Solari foi corajoso em sua formação com Llorente-Lucas-Vinicius. Brilhante, se é possível dizer isso. No entanto, ele deixou Marcelo no time titular, tirando o jovem lateral do time. O que acabaou sendo um ponto fraco na defesa do Real, que Malcolm aproveitou. Estava preparado. Ele jogou o jogo da sua vida, abusando de um Marcelo que nunca estava onde deveria estar. Como resultado desse campo "desnivelado" para o lado do Barça, a equipe da Catalunha se aproveitou e fez boas jogadas principalment eno segundo tempo.

Vinicius Junior Malcom Barcelona Real Madrid Copa del Rey 06022019

Com a perspectiva do apito final, a leitura é inequívoca. Não foi Malcom, nem Messi, nem Suárez, nem Mateu Lahoz, mas Marcelo foi a peça que quebrou os planos de Solari e de todo o Real Madrid.

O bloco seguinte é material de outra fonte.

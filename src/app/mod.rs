// LogScope - app/mod.rs
//
// Application layer: request orchestration, stored configuration lookup,
// and artifact lifecycle.
// Dependencies: core layer, platform::fs.

pub mod artifacts;
pub mod coordinator;
pub mod store;
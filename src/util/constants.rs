// LogScope - util/constants.rs
//
// Single source of truth for all named constants, limits, and defaults.

// =============================================================================
// Application metadata
// =============================================================================

/// Application display name.
pub const APP_NAME: &str = "LogScope";

/// Application identifier used for config/data directories.
pub const APP_ID: &str = "LogScope";

/// Current application version (updated by release script).
pub const APP_VERSION: &str = env!("CARGO_PKG_VERSION");

// =============================================================================
// Request defaults and limits
// =============================================================================

/// Free-text query used when a request does not supply one (match everything).
pub const DEFAULT_QUERY: &str = "*";

/// Default number of lines written by a single export.
pub const DEFAULT_EXPORT_SIZE: usize = 50_000;

/// Minimum export size accepted from a request.
pub const MIN_EXPORT_SIZE: usize = 1;

/// Hard upper bound on the export size. Keeps artifacts small enough to be
/// downloaded and previewed without streaming tricks on the caller side.
pub const MAX_EXPORT_SIZE: usize = 200_000;

/// Default number of distinct values returned by a suggestion request.
pub const DEFAULT_SUGGEST_SIZE: usize = 200;

/// Minimum suggestion size accepted from a request.
pub const MIN_SUGGEST_SIZE: usize = 1;

/// Maximum suggestion size accepted from a request.
pub const MAX_SUGGEST_SIZE: usize = 1_000;

// =============================================================================
// Backend query shape
// =============================================================================

/// Documents fetched per scroll page.
pub const SCROLL_PAGE_SIZE: usize = 2_000;

/// Backend-side cursor lifetime between two page fetches.
pub const SCROLL_KEEP_ALIVE: &str = "2m";

/// Field the time range applies to and the export is sorted by.
pub const TIMESTAMP_FIELD: &str = "@timestamp";

/// Source field whose value becomes one line of the artifact.
pub const MESSAGE_FIELD: &str = "message";

/// Suffix of the exact-value sub-field that dynamic mappings create for text.
pub const KEYWORD_SUFFIX: &str = ".keyword";

/// Name of the terms aggregation used by the suggestion query.
pub const SUGGEST_AGGREGATION_NAME: &str = "values";

/// Fixed offset (seconds east of UTC) assumed for timestamps without a zone.
/// Naive request times and the default day boundary are UTC+8 wall clock.
pub const NAIVE_INPUT_UTC_OFFSET_SECS: i32 = 8 * 3_600;

// =============================================================================
// Backend connection
// =============================================================================

/// Host used when neither the request, a stored connection, the environment,
/// nor config.toml names one.
pub const DEFAULT_BACKEND_HOST: &str = "http://localhost:9200";

/// Environment variable holding a comma-separated host list; the first entry
/// overrides `[backend] default_host`.
pub const BACKEND_HOSTS_ENV: &str = "ES_HOSTS";

/// Maximum number of characters of a failed response body kept in an error.
pub const ERROR_BODY_PREVIEW_CHARS: usize = 512;

// =============================================================================
// Artifacts
// =============================================================================

/// File name prefix of every export artifact.
pub const ARTIFACT_PREFIX: &str = "log_";

/// File name extension of every export artifact.
pub const ARTIFACT_EXTENSION: &str = "txt";

/// Artifacts subdirectory name (inside the platform data directory).
pub const ARTIFACTS_DIR_NAME: &str = "exports";

/// Delay after which a served artifact is deleted.
pub const DEFAULT_CLEANUP_DELAY_SECS: u64 = 120;

/// Minimum configurable cleanup delay.
pub const MIN_CLEANUP_DELAY_SECS: u64 = 1;

/// Maximum configurable cleanup delay (one day).
pub const MAX_CLEANUP_DELAY_SECS: u64 = 86_400;

/// Number of bytes returned by a preview.
pub const DEFAULT_PREVIEW_MAX_BYTES: usize = 200_000;

/// Minimum configurable preview size.
pub const MIN_PREVIEW_MAX_BYTES: usize = 1_024;

/// Maximum configurable preview size.
pub const MAX_PREVIEW_MAX_BYTES: usize = 10 * 1_024 * 1_024; // 10 MB

// =============================================================================
// Logging
// =============================================================================

/// Default log level.
pub const DEFAULT_LOG_LEVEL: &str = "info";

/// Number of characters of a scroll id included in log output.
pub const SCROLL_ID_LOG_PREFIX: usize = 12;

// =============================================================================
// Configuration
// =============================================================================

/// Configuration file name.
pub const CONFIG_FILE_NAME: &str = "config.toml";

E, pouco a pouco, Barcelona se tornou dono do jogo, aproveitando a fadiga acumulada de uma pressão mal sucedida toda vez que a bola chegava no lado direita do ataque local. O gol de Malcom logo após o intervalo foi o primeiro ponto de virada que transformou o clássico em uma blitz contra o time de Solari. O culé final aproveitou-se de um rebote para marcar com Keylor Navas fora do gol. Dez minutos depois, Llorente se lesionou, enquanto Messi e Bale entraram em campo. Esse foi segundo ponto de virada com o qual o Real Madrid acabou perdendo totalmente a iniciativa do jogo. Apenas até aos 80 minutos a situação do Real se complicou com uma oportunidade franca desperdiçada por Bale com Ter Stegen fora de campo.

Mas não houve mais nenhum gol. Claro que, em troca, o 1 a 1 deixou o empate muito aberto para o retorno no Santiago Bernabéu. Barcelona aprendeu que eles nunca podem considerar o Real Madrid morto. E Solari aprendeu que Marcelo não está pronto para esse tipo de encontro.